● WHAT IS BEING ASKED
Your answer should be the exact lines of the data below from the one containing "let di = cpu.read_reg16(REG_EDI);" through the one containing "let seg = if base"; please include nothing else.

● DATA UNDER STUDY
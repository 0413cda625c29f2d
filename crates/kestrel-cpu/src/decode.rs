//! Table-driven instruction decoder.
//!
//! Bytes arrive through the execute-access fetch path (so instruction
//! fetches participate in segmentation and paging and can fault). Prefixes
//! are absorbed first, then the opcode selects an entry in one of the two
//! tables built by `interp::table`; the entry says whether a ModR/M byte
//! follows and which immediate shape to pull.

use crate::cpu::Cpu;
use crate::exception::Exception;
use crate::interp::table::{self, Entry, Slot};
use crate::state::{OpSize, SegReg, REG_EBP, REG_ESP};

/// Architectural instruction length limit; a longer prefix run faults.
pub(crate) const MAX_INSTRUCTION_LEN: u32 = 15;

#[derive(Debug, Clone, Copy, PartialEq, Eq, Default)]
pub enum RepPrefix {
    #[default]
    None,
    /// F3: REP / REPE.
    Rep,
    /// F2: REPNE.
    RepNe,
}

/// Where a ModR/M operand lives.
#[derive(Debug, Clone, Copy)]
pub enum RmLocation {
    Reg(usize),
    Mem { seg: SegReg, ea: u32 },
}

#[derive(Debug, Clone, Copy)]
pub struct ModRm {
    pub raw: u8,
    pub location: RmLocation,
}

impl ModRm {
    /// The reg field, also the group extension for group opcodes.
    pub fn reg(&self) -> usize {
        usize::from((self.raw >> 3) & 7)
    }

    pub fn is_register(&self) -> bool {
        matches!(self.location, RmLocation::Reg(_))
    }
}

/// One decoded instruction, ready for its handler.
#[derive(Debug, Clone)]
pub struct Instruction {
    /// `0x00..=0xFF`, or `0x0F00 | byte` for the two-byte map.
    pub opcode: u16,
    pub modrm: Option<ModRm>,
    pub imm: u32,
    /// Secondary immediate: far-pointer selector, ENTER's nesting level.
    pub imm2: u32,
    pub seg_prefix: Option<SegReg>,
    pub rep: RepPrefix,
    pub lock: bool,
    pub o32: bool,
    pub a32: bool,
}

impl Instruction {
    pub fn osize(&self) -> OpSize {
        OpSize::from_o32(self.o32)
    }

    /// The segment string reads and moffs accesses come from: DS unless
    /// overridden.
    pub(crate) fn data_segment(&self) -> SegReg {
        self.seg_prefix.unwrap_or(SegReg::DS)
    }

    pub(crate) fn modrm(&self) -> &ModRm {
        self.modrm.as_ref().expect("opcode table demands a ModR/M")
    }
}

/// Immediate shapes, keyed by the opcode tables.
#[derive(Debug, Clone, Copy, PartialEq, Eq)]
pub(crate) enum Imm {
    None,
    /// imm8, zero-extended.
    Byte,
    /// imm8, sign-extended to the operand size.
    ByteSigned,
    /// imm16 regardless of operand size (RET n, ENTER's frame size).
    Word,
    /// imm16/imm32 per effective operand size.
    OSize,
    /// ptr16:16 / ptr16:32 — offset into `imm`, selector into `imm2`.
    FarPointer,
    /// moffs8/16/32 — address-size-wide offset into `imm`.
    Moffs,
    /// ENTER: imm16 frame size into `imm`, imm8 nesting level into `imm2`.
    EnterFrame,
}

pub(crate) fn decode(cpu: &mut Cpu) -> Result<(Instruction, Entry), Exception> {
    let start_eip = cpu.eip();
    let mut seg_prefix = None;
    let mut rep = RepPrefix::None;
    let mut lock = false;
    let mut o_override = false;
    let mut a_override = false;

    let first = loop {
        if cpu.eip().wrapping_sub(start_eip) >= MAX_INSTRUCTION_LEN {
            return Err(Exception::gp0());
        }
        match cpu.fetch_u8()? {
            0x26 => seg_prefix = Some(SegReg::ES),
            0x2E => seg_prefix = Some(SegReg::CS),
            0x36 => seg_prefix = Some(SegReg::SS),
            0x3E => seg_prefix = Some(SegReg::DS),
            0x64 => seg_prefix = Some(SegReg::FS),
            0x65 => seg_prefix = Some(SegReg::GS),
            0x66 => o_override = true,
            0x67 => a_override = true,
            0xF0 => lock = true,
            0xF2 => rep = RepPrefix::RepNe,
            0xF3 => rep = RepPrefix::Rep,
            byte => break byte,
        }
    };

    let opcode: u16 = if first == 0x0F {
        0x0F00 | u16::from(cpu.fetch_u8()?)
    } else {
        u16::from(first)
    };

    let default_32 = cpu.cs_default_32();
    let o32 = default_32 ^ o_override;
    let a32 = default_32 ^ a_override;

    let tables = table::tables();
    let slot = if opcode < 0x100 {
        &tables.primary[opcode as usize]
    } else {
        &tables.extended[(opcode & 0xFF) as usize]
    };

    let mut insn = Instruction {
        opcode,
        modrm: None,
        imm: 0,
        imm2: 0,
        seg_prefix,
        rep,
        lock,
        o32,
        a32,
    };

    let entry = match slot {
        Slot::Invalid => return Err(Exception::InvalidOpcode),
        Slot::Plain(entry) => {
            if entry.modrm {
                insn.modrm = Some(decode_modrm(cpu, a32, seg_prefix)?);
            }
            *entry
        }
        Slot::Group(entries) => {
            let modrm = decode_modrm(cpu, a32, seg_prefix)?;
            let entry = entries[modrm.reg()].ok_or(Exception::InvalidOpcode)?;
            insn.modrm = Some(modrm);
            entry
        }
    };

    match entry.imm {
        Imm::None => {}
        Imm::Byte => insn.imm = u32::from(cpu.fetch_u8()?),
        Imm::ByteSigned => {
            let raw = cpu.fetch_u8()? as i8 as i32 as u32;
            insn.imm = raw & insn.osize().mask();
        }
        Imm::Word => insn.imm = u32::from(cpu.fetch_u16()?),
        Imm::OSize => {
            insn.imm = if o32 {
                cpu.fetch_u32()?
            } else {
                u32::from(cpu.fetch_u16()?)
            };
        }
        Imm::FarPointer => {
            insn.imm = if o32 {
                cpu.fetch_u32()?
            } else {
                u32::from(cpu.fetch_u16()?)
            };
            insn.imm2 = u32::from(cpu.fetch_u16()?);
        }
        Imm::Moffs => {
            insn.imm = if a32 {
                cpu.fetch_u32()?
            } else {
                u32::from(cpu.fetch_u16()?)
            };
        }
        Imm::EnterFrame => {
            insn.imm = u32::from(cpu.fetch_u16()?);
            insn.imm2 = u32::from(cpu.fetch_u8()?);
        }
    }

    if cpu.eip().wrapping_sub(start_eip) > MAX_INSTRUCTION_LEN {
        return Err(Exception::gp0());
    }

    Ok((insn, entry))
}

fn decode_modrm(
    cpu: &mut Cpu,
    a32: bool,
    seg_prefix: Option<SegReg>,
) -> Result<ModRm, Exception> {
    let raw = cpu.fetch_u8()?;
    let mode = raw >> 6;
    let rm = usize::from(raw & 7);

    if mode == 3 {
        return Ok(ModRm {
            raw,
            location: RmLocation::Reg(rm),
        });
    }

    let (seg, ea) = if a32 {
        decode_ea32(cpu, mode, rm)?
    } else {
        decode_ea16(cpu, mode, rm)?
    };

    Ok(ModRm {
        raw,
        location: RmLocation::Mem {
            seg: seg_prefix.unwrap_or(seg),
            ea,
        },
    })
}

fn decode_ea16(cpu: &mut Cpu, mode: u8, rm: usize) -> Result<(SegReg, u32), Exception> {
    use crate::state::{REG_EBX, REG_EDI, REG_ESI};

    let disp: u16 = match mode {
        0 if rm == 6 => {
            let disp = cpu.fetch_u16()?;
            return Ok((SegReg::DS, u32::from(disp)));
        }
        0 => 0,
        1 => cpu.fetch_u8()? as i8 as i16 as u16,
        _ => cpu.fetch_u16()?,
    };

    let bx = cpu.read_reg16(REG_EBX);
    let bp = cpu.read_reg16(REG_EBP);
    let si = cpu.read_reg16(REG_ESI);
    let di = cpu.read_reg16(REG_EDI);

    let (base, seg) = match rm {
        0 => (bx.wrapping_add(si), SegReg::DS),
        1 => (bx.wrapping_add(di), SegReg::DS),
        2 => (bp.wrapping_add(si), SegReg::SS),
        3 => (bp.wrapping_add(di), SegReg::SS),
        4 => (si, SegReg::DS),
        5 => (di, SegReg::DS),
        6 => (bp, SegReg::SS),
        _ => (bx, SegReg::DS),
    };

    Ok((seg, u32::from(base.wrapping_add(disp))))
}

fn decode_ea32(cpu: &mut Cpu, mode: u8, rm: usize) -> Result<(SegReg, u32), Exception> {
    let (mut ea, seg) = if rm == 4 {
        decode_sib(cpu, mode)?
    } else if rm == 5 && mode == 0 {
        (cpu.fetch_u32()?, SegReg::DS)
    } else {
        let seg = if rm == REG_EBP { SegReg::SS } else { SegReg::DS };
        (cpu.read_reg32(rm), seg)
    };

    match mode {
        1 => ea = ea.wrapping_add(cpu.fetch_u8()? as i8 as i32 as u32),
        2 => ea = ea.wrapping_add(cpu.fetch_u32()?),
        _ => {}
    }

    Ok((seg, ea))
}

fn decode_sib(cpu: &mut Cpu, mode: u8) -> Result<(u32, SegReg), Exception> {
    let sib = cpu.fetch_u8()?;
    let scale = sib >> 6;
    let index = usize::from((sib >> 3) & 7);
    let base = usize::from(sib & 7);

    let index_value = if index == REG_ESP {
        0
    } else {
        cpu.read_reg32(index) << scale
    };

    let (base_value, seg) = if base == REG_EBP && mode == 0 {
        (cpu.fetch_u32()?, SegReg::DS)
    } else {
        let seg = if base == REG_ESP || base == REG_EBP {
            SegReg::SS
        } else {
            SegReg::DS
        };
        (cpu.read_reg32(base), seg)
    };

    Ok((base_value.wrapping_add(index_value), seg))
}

● WRITTEN SOLUTION
    let di = cpu.read_reg16(REG_EDI);

    let (base, seg) = match rm {
        0 => (bx.wrapping_add(si), SegReg::DS),
        1 => (bx.wrapping_add(di), SegReg::DS),
        2 => (bp.wrapping_add(si), SegReg::SS),
        3 => (bp.wrapping_add(di), SegReg::SS),
        4 => (si, SegReg::DS),
        5 => (di, SegReg::DS),
        6 => (bp, SegReg::SS),
        _ => (bx, SegReg::DS),
    };

    Ok((seg, u32::from(base.wrapping_add(disp))))
}

fn decode_ea32(cpu: &mut Cpu, mode: u8, rm: usize) -> Result<(SegReg, u32), Exception> {
    let (mut ea, seg) = if rm == 4 {
        decode_sib(cpu, mode)?
    } else if rm == 5 && mode == 0 {
        (cpu.fetch_u32()?, SegReg::DS)
    } else {
        let seg = if rm == REG_EBP { SegReg::SS } else { SegReg::DS };
        (cpu.read_reg32(rm), seg)
    };

    match mode {
        1 => ea = ea.wrapping_add(cpu.fetch_u8()? as i8 as i32 as u32),
        2 => ea = ea.wrapping_add(cpu.fetch_u32()?),
        _ => {}
    }

    Ok((seg, ea))
}

fn decode_sib(cpu: &mut Cpu, mode: u8) -> Result<(u32, SegReg), Exception> {
    let sib = cpu.fetch_u8()?;
    let scale = sib >> 6;
    let index = usize::from((sib >> 3) & 7);
    let base = usize::from(sib & 7);

    let index_value = if index == REG_ESP {
        0
    } else {
        cpu.read_reg32(index) << scale
    };

    let (base_value, seg) = if base == REG_EBP && mode == 0 {
        (cpu.fetch_u32()?, SegReg::DS)
    } else {
        let seg = if base == REG_ESP || base == REG_EBP {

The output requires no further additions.